When you're at a computer, there is little you use more than a mouse, so it is strange that it's taken this long to design the extraordinary Magic Mouse from Apple.
The Magic Mouse is the world's first "multi-touch" mouse, which means that when you swipe your fingers across the mouse's surface, it knows what you want it to do.
There isn't a scroll wheel. There are no mechanical buttons. Instead, the device consists of a very sleek, glassy white surface, with all the buttons and parts hidden, er, magically, inside.
The Magic Mouse also keeps a very low profile. Its top is only about an inch off of the table. Still, it fits very comfortably in the hand.
Apple learned that most people enjoy holding their input devices, such as mice, between their thumbs and last two fingers, allowing them to cup the surface of the small gadget when moving it.
You can scroll up, down, left and right with one finger, swipe through Web pages and photos with two, and click, or double-click (right or left), anywhere.
The brains of the operation are deep inside the Magic Mouse. And the device knows exactly what you want to do. It won't confuse a scroll with a swipe. It even knows when you're just resting your hand on it.
Apple introduced gestures to the trackpad in its laptop line a couple years ago (and part of the iPhone's success can be credited to the multi-touch display). The company is now bringing that technology to the mouse.
Let's say you have a Web browser open and want to go back three pages. Just swipe the mouse's surface with two fingers, from right to left, to go back. No need to move the mouse and click on the arrows.
Magic Mouse works wirelessly (no cables or adapters needed) up to 33 feet away from the computer. It runs for several months on two AA batteries (included).
It has an on/off switch on the bottom, but even if you leave it on, Magic Mouse manages power smartly by recognizing when you are not using it. I've used it every day for a month and the computer claims I have 90 percent of battery life remaining.
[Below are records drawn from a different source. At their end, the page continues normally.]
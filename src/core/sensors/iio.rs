//! Minimal access to Linux Industrial I/O devices through sysfs.
//!
//! Raspberry Pi OS exposes both supported sensors as IIO devices once the
//! matching device-tree overlay is loaded:
//!
//! ```text
//! /sys/bus/iio/devices/
//!   iio:device0/
//!     name                          <- driver name, e.g. "dht11"
//!     of_node -> .../dht11@4        <- device-tree node, unit address = GPIO
//!     in_temp_input                 <- milli-degrees Celsius
//!     in_humidityrelative_input     <- milli-percent
//! ```
//!
//! Reading a channel file triggers a measurement in the driver. A failed
//! measurement shows up as an I/O error on `read`.

use std::path::{Path, PathBuf};

use tracing::{debug, trace};

use super::{error::SensorError, types::SensorResult};

/// An IIO device directory.
#[derive(Debug, Clone)]
pub struct IioDevice {
    path: PathBuf,
    name: String,
}

impl IioDevice {
    /// Opens a device directory directly.
    pub async fn open(path: impl Into<PathBuf>) -> SensorResult<Self> {
        let path = path.into();
        let name = read_attr(&path.join("name")).await?;
        Ok(Self { path, name })
    }

    /// Finds the device under `root` whose driver name is one of `drivers`.
    ///
    /// With `unit`, a device whose device-tree node has that unit address
    /// (`dht11@4` has unit `4`) is preferred. If no node matches but exactly
    /// one device has the right driver, that device is used.
    pub async fn discover(root: &Path, drivers: &[&str], unit: Option<&str>) -> SensorResult<Self> {
        let not_found = || SensorError::DeviceNotFound {
            drivers: drivers.join("|"),
            root: root.display().to_string(),
        };

        let mut entries = match tokio::fs::read_dir(root).await {
            Ok(entries) => entries,
            Err(source) if source.kind() == std::io::ErrorKind::NotFound => {
                return Err(not_found())
            }
            Err(source) => {
                return Err(SensorError::FileRead {
                    path: root.display().to_string(),
                    source,
                })
            }
        };

        let mut dirs = Vec::new();
        while let Ok(Some(entry)) = entries.next_entry().await {
            if let Ok(name) = entry.file_name().into_string() {
                if name.starts_with("iio:device") {
                    dirs.push(entry.path());
                }
            }
        }
        dirs.sort();

        let mut candidates = Vec::new();
        for dir in dirs {
            // Devices without a readable name are skipped.
            let Ok(name) = read_attr(&dir.join("name")).await else {
                continue;
            };
            if drivers.contains(&name.as_str()) {
                let node_unit = of_node_unit(&dir).await;
                trace!(device = %dir.display(), %name, unit = ?node_unit, "IIO candidate");
                candidates.push((Self { path: dir, name }, node_unit));
            }
        }

        if let Some(unit) = unit {
            if let Some(pos) = candidates
                .iter()
                .position(|(_, node)| node.as_deref() == Some(unit))
            {
                let (device, _) = candidates.swap_remove(pos);
                debug!(device = %device.path.display(), unit, "IIO device matched by unit address");
                return Ok(device);
            }
            if candidates.len() != 1 {
                return Err(not_found());
            }
        }

        match candidates.into_iter().next() {
            Some((device, _)) => {
                debug!(device = %device.path.display(), name = %device.name, "IIO device found");
                Ok(device)
            }
            None => Err(not_found()),
        }
    }

    pub fn path(&self) -> &Path {
        &self.path
    }

    pub fn name(&self) -> &str {
        &self.name
    }

    /// Reads a channel and moves its decimal point by `exponent` places.
    /// `in_temp_input` is in milli-degrees, so `exponent` is -3 for degrees.
    pub async fn read_channel(&self, channel: &str, exponent: i32) -> SensorResult<f64> {
        let path = self.path.join(channel);
        let raw = read_attr(&path).await?;
        shift_decimal(&raw, exponent).ok_or_else(|| SensorError::ParseError {
            channel: channel.to_string(),
            location: path.display().to_string(),
            reason: format!("not a decimal number: {:?}", raw),
        })
    }
}

async fn read_attr(path: &Path) -> SensorResult<String> {
    tokio::fs::read_to_string(path)
        .await
        .map(|s| s.trim().to_string())
        .map_err(|source| SensorError::FileRead {
            path: path.display().to_string(),
            source,
        })
}

/// Unit address of the device-tree node behind `of_node`, in lowercase hex
/// as the kernel names it.
async fn of_node_unit(dir: &Path) -> Option<String> {
    let target = tokio::fs::read_link(dir.join("of_node")).await.ok()?;
    let node = target.file_name()?.to_str()?;
    node.split_once('@').map(|(_, unit)| unit.to_string())
}

/// Parses a decimal string and multiplies it by `10^exponent` by moving the
/// decimal point in the text, so that `("100.512", 3)` gives exactly
/// `100512.0`.
pub fn shift_decimal(raw: &str, exponent: i32) -> Option<f64> {
    let raw = raw.trim();
    let (sign, digits) = match raw.strip_prefix('-') {
        Some(rest) => ("-", rest),
        None => ("", raw.strip_prefix('+').unwrap_or(raw)),
    };
    let (int_part, frac_part) = digits.split_once('.').unwrap_or((digits, ""));

    let is_digits = |s: &str| s.bytes().all(|b| b.is_ascii_digit());
    if (int_part.is_empty() && frac_part.is_empty()) || !is_digits(int_part) || !is_digits(frac_part)
    {
        return None;
    }

    let all = format!("{int_part}{frac_part}");
    let point = int_part.len() as i64 + i64::from(exponent);

    let shifted = if point <= 0 {
        format!("0.{}{}", "0".repeat(point.unsigned_abs() as usize), all)
    } else if point as usize >= all.len() {
        format!("{}{}", all, "0".repeat(point as usize - all.len()))
    } else {
        let (whole, fraction) = all.split_at(point as usize);
        format!("{whole}.{fraction}")
    };

    format!("{sign}{shifted}").parse().ok()
}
It connects via Bluetooth to any equipped Mac or PC, but a Mac is required if you want to make the most of its multi-touch wizardry.
There is no software to install, but be prepared to "pair" the mouse to your Mac via Bluetooth, then download a software update. Then you have to enter the control panel to turn on features like right button clicking.
There ought to be an easier process for adding a mouse. I also wish it came with rechargeable batteries, but since it means you don't need another charging station on your desktop, I believe Apple chose simplicity over clutter.
The Magic Mouse now comes with every Apple iMac desktop computer and can be purchased separately for $69.